"""

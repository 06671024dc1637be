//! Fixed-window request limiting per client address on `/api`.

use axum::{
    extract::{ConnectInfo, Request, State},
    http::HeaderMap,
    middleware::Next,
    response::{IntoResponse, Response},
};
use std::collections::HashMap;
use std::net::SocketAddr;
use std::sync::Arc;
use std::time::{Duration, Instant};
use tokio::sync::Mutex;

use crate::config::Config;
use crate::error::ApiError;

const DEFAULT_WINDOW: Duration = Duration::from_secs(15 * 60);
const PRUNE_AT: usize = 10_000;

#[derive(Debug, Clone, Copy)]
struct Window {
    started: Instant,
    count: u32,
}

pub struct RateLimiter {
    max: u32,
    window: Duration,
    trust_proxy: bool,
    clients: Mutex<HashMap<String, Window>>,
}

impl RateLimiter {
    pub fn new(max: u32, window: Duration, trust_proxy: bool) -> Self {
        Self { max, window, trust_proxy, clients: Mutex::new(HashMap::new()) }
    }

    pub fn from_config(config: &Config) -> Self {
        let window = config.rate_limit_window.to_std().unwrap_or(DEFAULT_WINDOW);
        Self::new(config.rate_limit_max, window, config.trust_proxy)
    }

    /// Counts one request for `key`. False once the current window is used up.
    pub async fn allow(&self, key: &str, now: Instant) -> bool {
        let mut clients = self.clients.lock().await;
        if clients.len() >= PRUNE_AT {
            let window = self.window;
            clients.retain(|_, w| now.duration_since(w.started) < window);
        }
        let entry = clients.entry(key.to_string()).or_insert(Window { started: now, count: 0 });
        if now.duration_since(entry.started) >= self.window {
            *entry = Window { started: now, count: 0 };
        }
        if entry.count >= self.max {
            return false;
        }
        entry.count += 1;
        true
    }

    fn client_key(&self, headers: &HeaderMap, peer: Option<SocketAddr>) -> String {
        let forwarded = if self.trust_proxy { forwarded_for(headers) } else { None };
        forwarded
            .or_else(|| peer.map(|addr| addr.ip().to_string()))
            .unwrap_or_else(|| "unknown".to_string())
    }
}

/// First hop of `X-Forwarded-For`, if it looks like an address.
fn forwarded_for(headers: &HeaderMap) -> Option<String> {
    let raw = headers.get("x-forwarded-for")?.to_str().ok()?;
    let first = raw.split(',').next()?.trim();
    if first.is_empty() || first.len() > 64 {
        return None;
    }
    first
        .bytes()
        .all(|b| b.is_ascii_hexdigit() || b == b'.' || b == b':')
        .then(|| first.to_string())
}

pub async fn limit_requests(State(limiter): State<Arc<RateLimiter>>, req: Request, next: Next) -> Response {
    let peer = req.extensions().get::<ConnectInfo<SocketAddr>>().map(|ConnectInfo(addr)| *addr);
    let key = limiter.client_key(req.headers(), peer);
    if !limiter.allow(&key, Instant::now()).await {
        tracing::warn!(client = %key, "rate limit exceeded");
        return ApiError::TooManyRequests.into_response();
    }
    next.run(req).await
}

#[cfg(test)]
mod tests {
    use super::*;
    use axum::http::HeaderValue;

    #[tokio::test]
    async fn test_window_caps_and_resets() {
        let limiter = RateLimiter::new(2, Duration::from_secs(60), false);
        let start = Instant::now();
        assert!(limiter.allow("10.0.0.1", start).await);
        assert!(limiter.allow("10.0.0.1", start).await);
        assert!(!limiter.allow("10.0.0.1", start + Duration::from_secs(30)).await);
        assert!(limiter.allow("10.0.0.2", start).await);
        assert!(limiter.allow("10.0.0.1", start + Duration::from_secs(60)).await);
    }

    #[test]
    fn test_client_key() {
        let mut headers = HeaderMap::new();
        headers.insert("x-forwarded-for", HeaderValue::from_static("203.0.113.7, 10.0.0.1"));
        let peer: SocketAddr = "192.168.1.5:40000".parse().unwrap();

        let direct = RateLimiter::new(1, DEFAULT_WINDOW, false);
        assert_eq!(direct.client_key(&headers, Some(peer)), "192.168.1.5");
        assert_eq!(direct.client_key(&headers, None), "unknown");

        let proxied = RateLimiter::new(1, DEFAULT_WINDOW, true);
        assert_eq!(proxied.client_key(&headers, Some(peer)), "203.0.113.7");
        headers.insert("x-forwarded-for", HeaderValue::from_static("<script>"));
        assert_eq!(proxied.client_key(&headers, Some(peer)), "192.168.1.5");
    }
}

"""

Problem requirements ::
In the listing above, find the line with "use std::net::SocketAddr;" and the line with "pub fn from_config(config: &Config)", then reproduce both and every line between them exactly.

Exercise result ::
use std::net::SocketAddr;
use std::sync::Arc;
use std::time::{Duration, Instant};
use tokio::sync::Mutex;

use crate::config::Config;
use crate::error::ApiError;

const DEFAULT_WINDOW: Duration = Duration::from_secs(15 * 60);
const PRUNE_AT: usize = 10_000;

#[derive(Debug, Clone, Copy)]
struct Window {
    started: Instant,
    count: u32,
}

pub struct RateLimiter {
    max: u32,
    window: Duration,
    trust_proxy: bool,
    clients: Mutex<HashMap<String, Window>>,
}

impl RateLimiter {
    pub fn new(max: u32, window: Duration, trust_proxy: bool) -> Self {
        Self { max, window, trust_proxy, clients: Mutex::new(HashMap::new()) }
    }

    pub fn from_config(config: &Config) -> Self {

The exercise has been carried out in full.